A McDevitt A.McDevitt@salford.ac.uk
Supervisor

S Mariani S.Mariani@salford.ac.uk
Supervisor

J Murray
Supervisor

Abstract

Trade restrictions have been established to counteract the rapid global decline of sharks and rays (hereafter called elasmobranchs), such as controlled species under CITES (the Convention on International Trade in Endangered Species of Wild Fauna and Flora). This has resulted from high fishing pressure, by-catch and market demand for certain products (e.g. fins). Tackling the illegal trade of endangered species poses enormous challenges for authorities, including taxonomic ambiguity, product variety, logistical issues for inspections and trade flow complexity.
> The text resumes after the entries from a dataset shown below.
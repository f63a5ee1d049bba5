use crate::actor::{ActorClient, EngineActor};
use crate::config::{ClusterOptions, ClusterOptionsValidated};
use crate::consensus::engine_api::{JoinClusterInput, JoinClusterOutput, ProposeError, ProposeInput};
use crate::consensus::in_memory_transport::InMemoryNetwork;
use crate::consensus::wiring::{create_engine, EngineConfig};
use crate::consensus::{ClusterStateListener, ClusterStateView, NodeId, Role, Term};
use bytes::Bytes;
use std::collections::{HashMap, HashSet};
use std::convert::TryFrom;
use tokio::time::{self, Duration, Instant};

const CLUSTER: &str = "scenario";

struct TestNode {
    id: String,
    address: String,
    client: ActorClient,
    listener: ClusterStateListener,
}

impl TestNode {
    fn view(&self) -> ClusterStateView {
        self.listener.current()
    }

    async fn propose(&self, data: &'static [u8]) -> Result<u64, ProposeError> {
        let output = self
            .client
            .weak()
            .propose(ProposeInput {
                data: Bytes::from_static(data),
            })
            .await?;
        Ok(output.index.as_u64())
    }

    async fn wait_for<F>(&self, what: &str, predicate: F) -> ClusterStateView
    where
        F: FnMut(&ClusterStateView) -> bool,
    {
        let mut listener = self.listener.clone();
        match time::timeout(Duration::from_secs(10), listener.wait_for(predicate)).await {
            Ok(Some(view)) => view,
            _ => panic!("{} never saw: {} (last state {:?})", self.id, what, self.view()),
        }
    }
}

fn fast_options(snapshot_threshold: u64) -> ClusterOptionsValidated {
    ClusterOptionsValidated::try_from(ClusterOptions {
        leader_heartbeat_duration: Some(Duration::from_millis(20)),
        election_min_timeout: Some(Duration::from_millis(150)),
        election_max_timeout: Some(Duration::from_millis(300)),
        rpc_timeout: Some(Duration::from_millis(50)),
        snapshot_threshold: Some(snapshot_threshold),
        max_entries_per_append: Some(4),
        ..ClusterOptions::default()
    })
    .unwrap()
}

fn address_of(id: &str) -> String {
    format!("{}.test:7000", id)
}

fn spawn_node(network: &InMemoryNetwork, id: &str, seeds: &[&str], options: ClusterOptionsValidated) -> TestNode {
    let address = address_of(id);
    let (client, receiver) = ActorClient::new(64);
    let (engine, outputs) = create_engine(EngineConfig {
        logger: slog::Logger::root(slog::Discard, slog::o!()),
        my_id: NodeId::new(id),
        my_address: address.clone(),
        cluster_name: CLUSTER.to_string(),
        seeds: seeds
            .iter()
            .map(|seed| (NodeId::new(*seed), address_of(seed)))
            .collect(),
        restored: None,
        term_state_path: None,
        options,
        transport: network.transport_for(&address),
        actor_client: client.weak(),
    })
    .unwrap();
    network.register(&address, client.weak());
    tokio::spawn(EngineActor::new(receiver, engine).run_event_loop());

    TestNode {
        id: id.to_string(),
        address,
        client,
        listener: outputs.state_listener,
    }
}

fn spawn_cluster(network: &InMemoryNetwork, ids: &[&str], snapshot_threshold: u64) -> Vec<TestNode> {
    ids.iter()
        .map(|id| spawn_node(network, id, ids, fast_options(snapshot_threshold)))
        .collect()
}

/// Waits until exactly one node among `nodes` leads and every other one follows it in the same
/// term. Fails if two nodes ever claim leadership of the same term.
async fn await_stable_leader(nodes: &[&TestNode]) -> (usize, u64) {
    let deadline = Instant::now() + Duration::from_secs(10);
    let mut leaders_by_term: HashMap<u64, HashSet<String>> = HashMap::new();

    loop {
        let views: Vec<ClusterStateView> = nodes.iter().map(|n| n.view()).collect();
        for view in views.iter().filter(|v| v.role == Role::Leader) {
            let leaders = leaders_by_term.entry(view.current_term).or_default();
            leaders.insert(view.node_id.clone());
            assert!(leaders.len() <= 1, "Two leaders in term {}: {:?}", view.current_term, leaders);
        }

        let leaders: Vec<usize> = (0..views.len()).filter(|&i| views[i].is_leader()).collect();
        if let &[leader] = leaders.as_slice() {
            let term = views[leader].current_term;
            let converged = views.iter().all(|v| {
                v.current_term == term && v.leader_id.as_deref() == Some(views[leader].node_id.as_str())
            });
            if converged {
                return (leader, term);
            }
        }

        assert!(Instant::now() < deadline, "No stable leader: {:?}", views);
        time::sleep(Duration::from_millis(5)).await;
    }
}

#[tokio::test]
async fn three_seeded_nodes_elect_exactly_one_leader() {
    let network = InMemoryNetwork::default();
    let nodes = spawn_cluster(&network, &["n1", "n2", "n3"], 1000);

    let (leader, term) = await_stable_leader(&nodes.iter().collect::<Vec<_>>()).await;

    for (i, node) in nodes.iter().enumerate() {
        let view = node.view();
        assert_eq!(view.current_term, term);
        if i == leader {
            assert_eq!(view.role, Role::Leader);
        } else {
            assert_eq!(view.role, Role::Follower);
        }
    }

    // The new leader's Noop commits everywhere.
    for node in nodes.iter() {
        node.wait_for("first commit", |v| v.commit_index >= 1).await;
    }
}

#[tokio::test]
async fn follower_missing_heartbeats_becomes_candidate_for_next_term() {
    let network = InMemoryNetwork::default();
    let nodes = spawn_cluster(&network, &["n1", "n2", "n3"], 1000);
    let (leader, term) = await_stable_leader(&nodes.iter().collect::<Vec<_>>()).await;

    let follower = (0..nodes.len()).find(|&i| i != leader).unwrap();
    let others: Vec<&str> = nodes
        .iter()
        .enumerate()
        .filter(|(i, _)| *i != follower)
        .map(|(_, n)| n.address.as_str())
        .collect();
    let isolated = [nodes[follower].address.as_str()];
    network.partition(&[&isolated[..], &others[..]]);

    let view = nodes[follower]
        .wait_for("candidate role", |v| v.role == Role::Candidate)
        .await;
    assert_eq!(view.current_term, term + 1);
}

#[tokio::test]
async fn follower_redirects_proposals_to_leader() {
    let network = InMemoryNetwork::default();
    let nodes = spawn_cluster(&network, &["n1", "n2", "n3"], 1000);
    let (leader, _) = await_stable_leader(&nodes.iter().collect::<Vec<_>>()).await;
    let follower = (0..nodes.len()).find(|&i| i != leader).unwrap();

    match nodes[follower].propose(b"config").await {
        Err(ProposeError::LeaderRedirect(info)) => {
            assert_eq!(info.node_id.as_str(), nodes[leader].id);
            assert_eq!(info.address, nodes[leader].address);
        }
        other => panic!("Expected redirect, got {:?}", other),
    }

    let index = nodes[leader].propose(b"config").await.unwrap();
    for node in nodes.iter() {
        let view = node
            .wait_for("config applied", |v| v.commit_index >= index)
            .await;
        assert_eq!(view.config, Some(Bytes::from_static(b"config")));
        assert_eq!(view.config_version, 1);
    }
}

#[tokio::test]
async fn minority_log_is_overwritten_after_heal() {
    let network = InMemoryNetwork::default();
    let nodes = spawn_cluster(&network, &["n1", "n2", "n3"], 1000);
    let (old_leader, old_term) = await_stable_leader(&nodes.iter().collect::<Vec<_>>()).await;
    let stable_commit = nodes[old_leader]
        .wait_for("noop committed", |v| v.commit_index >= 1)
        .await
        .commit_index;

    let majority: Vec<&TestNode> = nodes
        .iter()
        .enumerate()
        .filter(|(i, _)| *i != old_leader)
        .map(|(_, n)| n)
        .collect();
    let majority_addresses: Vec<&str> = majority.iter().map(|n| n.address.as_str()).collect();
    let isolated = [nodes[old_leader].address.as_str()];
    network.partition(&[&isolated[..], &majority_addresses[..]]);

    // The isolated leader still accepts writes but can never commit them.
    let minority_index = nodes[old_leader].propose(b"minority-1").await.unwrap();
    nodes[old_leader].propose(b"minority-2").await.unwrap();

    let (new_leader, new_term) = await_stable_leader(&majority).await;
    assert!(new_term > old_term);
    let committed_index = majority[new_leader].propose(b"majority").await.unwrap();
    majority[new_leader]
        .wait_for("majority commit", |v| v.commit_index >= committed_index)
        .await;
    assert_eq!(nodes[old_leader].view().commit_index, stable_commit);

    network.heal();

    let healed = nodes[old_leader]
        .wait_for("catch up with new leader", |v| {
            v.role == Role::Follower && v.current_term >= new_term && v.commit_index >= committed_index
        })
        .await;
    assert_eq!(healed.config, Some(Bytes::from_static(b"majority")));

    let leader_client = majority[new_leader].client.weak();
    let healed_client = nodes[old_leader].client.weak();
    for index in minority_index..=committed_index {
        let expected = leader_client.read_log_entry(index).await.unwrap().unwrap();
        let actual = healed_client.read_log_entry(index).await.unwrap().unwrap();
        assert_eq!((actual.term, &actual.payload), (expected.term, &expected.payload));
        assert!(actual.committed);
    }
}

#[tokio::test]
async fn joining_node_is_added_everywhere_and_caught_up_by_snapshot() {
    let network = InMemoryNetwork::default();
    let nodes = spawn_cluster(&network, &["n1", "n2", "n3"], 5);
    let (leader, _) = await_stable_leader(&nodes.iter().collect::<Vec<_>>()).await;

    let mut last_index = 0;
    for _ in 0..12 {
        last_index = nodes[leader].propose(b"config").await.unwrap();
    }
    nodes[leader]
        .wait_for("proposals committed", |v| v.commit_index >= last_index)
        .await;

    // Leader's log has been compacted well past the start, so the newcomer needs a snapshot.
    let newcomer = spawn_node(&network, "n4", &[], fast_options(5));
    let output = nodes[leader]
        .client
        .weak()
        .join_cluster(JoinClusterInput {
            node_id: NodeId::new("n4"),
            address: newcomer.address.clone(),
            cluster_name: CLUSTER.to_string(),
        })
        .await
        .unwrap();
    assert_eq!(
        output,
        JoinClusterOutput::Accepted {
            leader_id: NodeId::new(nodes[leader].id.as_str()),
            term: Term::new(nodes[leader].view().current_term),
        }
    );

    let caught_up = newcomer
        .wait_for("snapshot installed", |v| v.commit_index >= last_index)
        .await;
    assert_eq!(caught_up.config, Some(Bytes::from_static(b"config")));
    assert!(caught_up.members.contains_key("n1"));

    for node in nodes.iter() {
        node.wait_for("newcomer known", |v| v.members.contains_key("n4") && v.members.len() == 4)
            .await;
    }
}

#[tokio::test]
async fn wrong_cluster_join_is_rejected() {
    let network = InMemoryNetwork::default();
    let node = spawn_node(&network, "solo", &[], fast_options(1000));

    let result = node
        .client
        .weak()
        .join_cluster(JoinClusterInput {
            node_id: NodeId::new("stranger"),
            address: address_of("stranger"),
            cluster_name: "other".to_string(),
        })
        .await;
    assert!(result.is_err());
    assert!(!node.view().members.contains_key("stranger"));
}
Based on extensive trade statistics, we found there was a substantial mismatch between exports of elasmobranch fin and meat products and the corresponding figures reported by importing countries ($43.6 M and $20.9 M for fins and meat, respectively) from the top shark landing country; Indonesia. That may signal illegal trading activities. When key visual identification for shark products disappears, genetics tools may help to improve trade monitoring. Over 579 tissue samples were collected in many locations (export hubs, processing plants, collectors, authority offices and landing sites) across Java Island, Indonesia, which have diverse processing conditions. Portable genetic techniques are urgently required to improve traceability, and we tested a recently developed universal assay (known as FastFish-ID) based on real-time PCR. By combining visual and deep learning assignment methods, we were able to successfully validate the method on 25 out of 28 species, 20 of which were CITES-listed. However, the illicit trade may be concealed from inspection, and that is a challenge for individual tissue-based genetic approaches. The ‘shark-dust’ metabarcoding approach offers an innovative application of metabarcoding to reveal the diversity of sharks being traded only based on the processing residues. This stupendous technique revealed 27 more taxa than individual tissue-based techniques and found that over 80% of the reads belonged to CITES-listed species. We argue that these approaches are likely to become a powerful, cost-effective and applicable monitoring tool wherever marine wildlife is traded globally.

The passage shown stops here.